■ **WORK TASK**
Where in the entries below does "incremented" appear? Copy every line that has it.

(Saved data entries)
★ ★ ★ ★ ★ ★ ★

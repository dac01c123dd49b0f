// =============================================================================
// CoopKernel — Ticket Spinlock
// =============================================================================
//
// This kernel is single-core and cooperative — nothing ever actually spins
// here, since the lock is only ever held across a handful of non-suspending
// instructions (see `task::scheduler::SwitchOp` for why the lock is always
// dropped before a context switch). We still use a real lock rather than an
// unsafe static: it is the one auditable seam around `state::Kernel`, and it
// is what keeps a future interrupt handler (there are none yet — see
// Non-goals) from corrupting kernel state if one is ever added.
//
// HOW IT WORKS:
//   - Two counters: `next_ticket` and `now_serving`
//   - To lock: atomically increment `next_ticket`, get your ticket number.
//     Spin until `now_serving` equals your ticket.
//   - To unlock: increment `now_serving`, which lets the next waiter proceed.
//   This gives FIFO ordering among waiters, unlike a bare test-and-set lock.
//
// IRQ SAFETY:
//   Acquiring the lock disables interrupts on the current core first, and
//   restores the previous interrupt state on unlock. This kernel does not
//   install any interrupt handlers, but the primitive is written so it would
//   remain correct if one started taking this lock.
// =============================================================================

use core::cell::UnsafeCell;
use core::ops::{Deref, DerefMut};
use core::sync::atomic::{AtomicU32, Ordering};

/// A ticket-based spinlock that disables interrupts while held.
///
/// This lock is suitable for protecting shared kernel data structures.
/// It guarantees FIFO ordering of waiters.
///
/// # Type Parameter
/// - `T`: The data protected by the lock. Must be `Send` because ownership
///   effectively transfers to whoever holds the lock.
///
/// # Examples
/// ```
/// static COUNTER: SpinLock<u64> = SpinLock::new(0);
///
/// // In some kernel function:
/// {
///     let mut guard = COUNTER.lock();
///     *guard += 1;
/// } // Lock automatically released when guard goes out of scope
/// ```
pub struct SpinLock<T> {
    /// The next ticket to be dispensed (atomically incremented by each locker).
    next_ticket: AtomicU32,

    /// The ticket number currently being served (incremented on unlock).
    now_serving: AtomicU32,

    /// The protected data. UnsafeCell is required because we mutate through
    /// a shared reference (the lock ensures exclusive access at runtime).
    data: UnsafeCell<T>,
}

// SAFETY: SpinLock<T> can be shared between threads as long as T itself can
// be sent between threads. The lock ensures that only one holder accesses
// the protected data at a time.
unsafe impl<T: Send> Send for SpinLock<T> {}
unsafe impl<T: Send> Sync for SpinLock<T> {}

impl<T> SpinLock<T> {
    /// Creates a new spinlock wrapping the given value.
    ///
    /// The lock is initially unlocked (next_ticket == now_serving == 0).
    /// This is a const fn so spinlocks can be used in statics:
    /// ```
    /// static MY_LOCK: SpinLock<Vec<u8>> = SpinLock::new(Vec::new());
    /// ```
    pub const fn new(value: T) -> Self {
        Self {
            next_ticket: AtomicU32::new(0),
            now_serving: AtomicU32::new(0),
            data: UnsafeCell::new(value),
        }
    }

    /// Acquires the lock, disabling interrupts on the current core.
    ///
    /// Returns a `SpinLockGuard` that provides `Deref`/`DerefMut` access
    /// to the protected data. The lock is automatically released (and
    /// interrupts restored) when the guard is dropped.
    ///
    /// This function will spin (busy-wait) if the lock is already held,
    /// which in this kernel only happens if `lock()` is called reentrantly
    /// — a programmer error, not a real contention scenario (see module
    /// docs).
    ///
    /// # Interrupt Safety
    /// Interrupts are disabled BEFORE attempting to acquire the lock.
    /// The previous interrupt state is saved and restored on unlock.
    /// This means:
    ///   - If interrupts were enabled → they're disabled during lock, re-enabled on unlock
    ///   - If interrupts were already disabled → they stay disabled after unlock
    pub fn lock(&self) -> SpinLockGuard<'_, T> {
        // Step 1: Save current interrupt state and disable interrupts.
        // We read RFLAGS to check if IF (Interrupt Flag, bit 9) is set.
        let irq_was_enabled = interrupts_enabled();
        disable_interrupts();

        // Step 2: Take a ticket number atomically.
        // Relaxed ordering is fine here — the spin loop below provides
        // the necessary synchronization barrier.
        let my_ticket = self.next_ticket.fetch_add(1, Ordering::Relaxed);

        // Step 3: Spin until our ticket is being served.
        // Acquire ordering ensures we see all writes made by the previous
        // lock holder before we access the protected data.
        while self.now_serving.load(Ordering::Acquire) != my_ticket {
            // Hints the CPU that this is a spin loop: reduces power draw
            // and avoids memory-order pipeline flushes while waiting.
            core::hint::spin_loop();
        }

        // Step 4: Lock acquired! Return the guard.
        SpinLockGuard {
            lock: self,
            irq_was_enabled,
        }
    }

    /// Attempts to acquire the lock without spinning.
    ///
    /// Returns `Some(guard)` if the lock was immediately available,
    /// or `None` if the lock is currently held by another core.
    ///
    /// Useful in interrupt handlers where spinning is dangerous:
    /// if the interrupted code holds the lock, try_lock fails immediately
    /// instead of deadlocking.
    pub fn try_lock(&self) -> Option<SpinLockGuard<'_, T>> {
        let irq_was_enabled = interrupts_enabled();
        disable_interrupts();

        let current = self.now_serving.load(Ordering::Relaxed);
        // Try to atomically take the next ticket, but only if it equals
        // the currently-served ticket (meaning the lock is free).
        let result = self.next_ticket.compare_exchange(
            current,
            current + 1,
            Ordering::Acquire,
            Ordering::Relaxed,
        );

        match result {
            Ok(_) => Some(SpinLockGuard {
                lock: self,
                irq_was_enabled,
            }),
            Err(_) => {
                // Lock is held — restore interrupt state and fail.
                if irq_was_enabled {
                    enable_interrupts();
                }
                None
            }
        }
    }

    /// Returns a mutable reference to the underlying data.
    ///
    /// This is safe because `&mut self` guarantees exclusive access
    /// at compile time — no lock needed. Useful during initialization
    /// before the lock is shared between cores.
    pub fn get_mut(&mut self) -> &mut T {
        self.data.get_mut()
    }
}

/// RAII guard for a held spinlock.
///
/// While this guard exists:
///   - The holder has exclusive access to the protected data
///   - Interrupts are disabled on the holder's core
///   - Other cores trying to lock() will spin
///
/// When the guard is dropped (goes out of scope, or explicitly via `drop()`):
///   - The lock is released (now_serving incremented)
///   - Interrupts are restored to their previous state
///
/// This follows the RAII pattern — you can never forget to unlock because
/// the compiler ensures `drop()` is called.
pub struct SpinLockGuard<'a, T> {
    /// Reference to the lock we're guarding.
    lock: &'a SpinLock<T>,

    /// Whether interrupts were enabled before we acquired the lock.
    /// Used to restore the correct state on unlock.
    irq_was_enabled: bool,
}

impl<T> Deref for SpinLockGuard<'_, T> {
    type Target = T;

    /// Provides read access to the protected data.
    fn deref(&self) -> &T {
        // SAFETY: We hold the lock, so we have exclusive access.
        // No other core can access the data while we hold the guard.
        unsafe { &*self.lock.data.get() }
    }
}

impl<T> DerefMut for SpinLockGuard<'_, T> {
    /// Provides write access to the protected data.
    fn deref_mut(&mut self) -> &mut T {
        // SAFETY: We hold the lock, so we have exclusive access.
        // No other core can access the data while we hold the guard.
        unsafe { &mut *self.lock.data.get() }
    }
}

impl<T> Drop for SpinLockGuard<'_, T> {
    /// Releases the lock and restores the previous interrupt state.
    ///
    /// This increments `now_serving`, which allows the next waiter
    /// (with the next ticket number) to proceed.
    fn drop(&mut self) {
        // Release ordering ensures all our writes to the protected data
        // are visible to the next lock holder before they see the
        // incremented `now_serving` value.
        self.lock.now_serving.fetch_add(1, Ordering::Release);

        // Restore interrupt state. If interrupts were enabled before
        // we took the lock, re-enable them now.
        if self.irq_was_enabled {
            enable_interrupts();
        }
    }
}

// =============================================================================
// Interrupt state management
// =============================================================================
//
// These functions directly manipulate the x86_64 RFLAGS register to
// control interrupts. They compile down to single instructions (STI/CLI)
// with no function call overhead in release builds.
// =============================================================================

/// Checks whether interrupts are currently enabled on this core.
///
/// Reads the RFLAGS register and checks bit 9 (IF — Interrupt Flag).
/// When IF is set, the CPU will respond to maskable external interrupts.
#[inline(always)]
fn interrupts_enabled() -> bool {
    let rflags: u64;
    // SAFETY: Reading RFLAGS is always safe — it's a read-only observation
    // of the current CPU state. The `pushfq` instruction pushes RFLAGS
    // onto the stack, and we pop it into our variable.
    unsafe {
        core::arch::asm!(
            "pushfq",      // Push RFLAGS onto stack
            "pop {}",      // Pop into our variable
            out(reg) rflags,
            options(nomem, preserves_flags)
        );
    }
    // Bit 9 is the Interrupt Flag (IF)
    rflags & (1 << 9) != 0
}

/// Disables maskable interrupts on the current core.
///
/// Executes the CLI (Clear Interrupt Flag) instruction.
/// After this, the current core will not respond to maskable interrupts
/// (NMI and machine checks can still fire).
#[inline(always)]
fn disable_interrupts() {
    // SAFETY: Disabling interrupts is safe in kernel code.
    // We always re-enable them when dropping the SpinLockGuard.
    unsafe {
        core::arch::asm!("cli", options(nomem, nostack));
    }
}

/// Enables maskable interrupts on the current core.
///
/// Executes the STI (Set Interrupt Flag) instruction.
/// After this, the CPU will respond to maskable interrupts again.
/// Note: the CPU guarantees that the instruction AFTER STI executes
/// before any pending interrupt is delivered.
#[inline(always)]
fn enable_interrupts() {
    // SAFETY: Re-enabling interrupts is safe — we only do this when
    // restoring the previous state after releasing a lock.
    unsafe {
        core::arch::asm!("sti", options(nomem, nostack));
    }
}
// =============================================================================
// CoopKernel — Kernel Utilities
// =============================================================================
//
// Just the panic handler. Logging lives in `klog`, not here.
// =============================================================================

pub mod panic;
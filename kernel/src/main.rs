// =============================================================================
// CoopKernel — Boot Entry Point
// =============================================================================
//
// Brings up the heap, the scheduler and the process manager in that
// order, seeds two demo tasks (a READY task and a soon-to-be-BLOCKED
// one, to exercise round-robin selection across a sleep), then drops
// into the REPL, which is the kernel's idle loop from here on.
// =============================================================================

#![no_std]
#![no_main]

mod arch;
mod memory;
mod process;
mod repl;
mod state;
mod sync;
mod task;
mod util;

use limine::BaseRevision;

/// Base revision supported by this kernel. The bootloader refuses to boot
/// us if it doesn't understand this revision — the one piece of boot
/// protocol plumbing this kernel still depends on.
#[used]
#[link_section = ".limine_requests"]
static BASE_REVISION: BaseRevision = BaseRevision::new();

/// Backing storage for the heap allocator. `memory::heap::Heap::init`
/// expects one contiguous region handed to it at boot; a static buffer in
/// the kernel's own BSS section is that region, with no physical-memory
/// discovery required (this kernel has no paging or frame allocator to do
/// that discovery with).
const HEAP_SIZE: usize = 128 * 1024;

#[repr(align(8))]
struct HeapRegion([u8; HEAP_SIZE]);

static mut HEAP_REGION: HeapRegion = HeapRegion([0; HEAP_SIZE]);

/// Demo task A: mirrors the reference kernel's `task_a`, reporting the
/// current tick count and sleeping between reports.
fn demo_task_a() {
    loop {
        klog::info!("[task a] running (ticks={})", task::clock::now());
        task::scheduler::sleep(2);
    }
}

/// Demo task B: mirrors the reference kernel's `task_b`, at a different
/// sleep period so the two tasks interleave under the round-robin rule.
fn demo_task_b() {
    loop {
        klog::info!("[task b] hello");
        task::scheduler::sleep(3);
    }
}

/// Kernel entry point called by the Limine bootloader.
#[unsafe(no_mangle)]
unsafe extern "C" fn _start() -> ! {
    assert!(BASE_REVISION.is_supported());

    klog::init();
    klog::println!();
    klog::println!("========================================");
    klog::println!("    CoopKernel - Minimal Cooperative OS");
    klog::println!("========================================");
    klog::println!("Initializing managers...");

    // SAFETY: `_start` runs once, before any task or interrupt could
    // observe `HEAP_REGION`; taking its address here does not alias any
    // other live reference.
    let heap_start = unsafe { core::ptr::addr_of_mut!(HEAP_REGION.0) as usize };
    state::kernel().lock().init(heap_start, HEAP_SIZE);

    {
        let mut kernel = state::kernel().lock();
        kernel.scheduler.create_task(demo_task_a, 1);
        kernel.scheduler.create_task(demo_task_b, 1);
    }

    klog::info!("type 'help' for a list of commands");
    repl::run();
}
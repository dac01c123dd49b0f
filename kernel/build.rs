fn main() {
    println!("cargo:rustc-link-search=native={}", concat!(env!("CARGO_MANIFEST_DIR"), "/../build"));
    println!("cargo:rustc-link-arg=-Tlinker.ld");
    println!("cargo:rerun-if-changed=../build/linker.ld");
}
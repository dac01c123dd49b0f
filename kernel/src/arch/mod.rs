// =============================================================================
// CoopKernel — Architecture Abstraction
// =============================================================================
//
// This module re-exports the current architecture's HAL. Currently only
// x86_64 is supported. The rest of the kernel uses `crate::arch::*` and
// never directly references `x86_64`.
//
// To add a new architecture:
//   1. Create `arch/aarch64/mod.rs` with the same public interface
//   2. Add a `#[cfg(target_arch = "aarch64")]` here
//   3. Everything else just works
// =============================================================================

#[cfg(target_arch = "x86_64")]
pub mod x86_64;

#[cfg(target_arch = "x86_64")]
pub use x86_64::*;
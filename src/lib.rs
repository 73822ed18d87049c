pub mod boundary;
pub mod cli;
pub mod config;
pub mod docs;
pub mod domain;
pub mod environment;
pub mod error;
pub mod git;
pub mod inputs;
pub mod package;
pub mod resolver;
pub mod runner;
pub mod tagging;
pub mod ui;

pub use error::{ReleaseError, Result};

★ ★ ★ ★ ★ ★ ★

■ **RESPONSE TO THIS TASK**
    /// The next ticket to be dispensed (atomically incremented by each locker).
    /// The ticket number currently being served (incremented on unlock).
///   - The lock is released (now_serving incremented)
        // incremented `now_serving` value.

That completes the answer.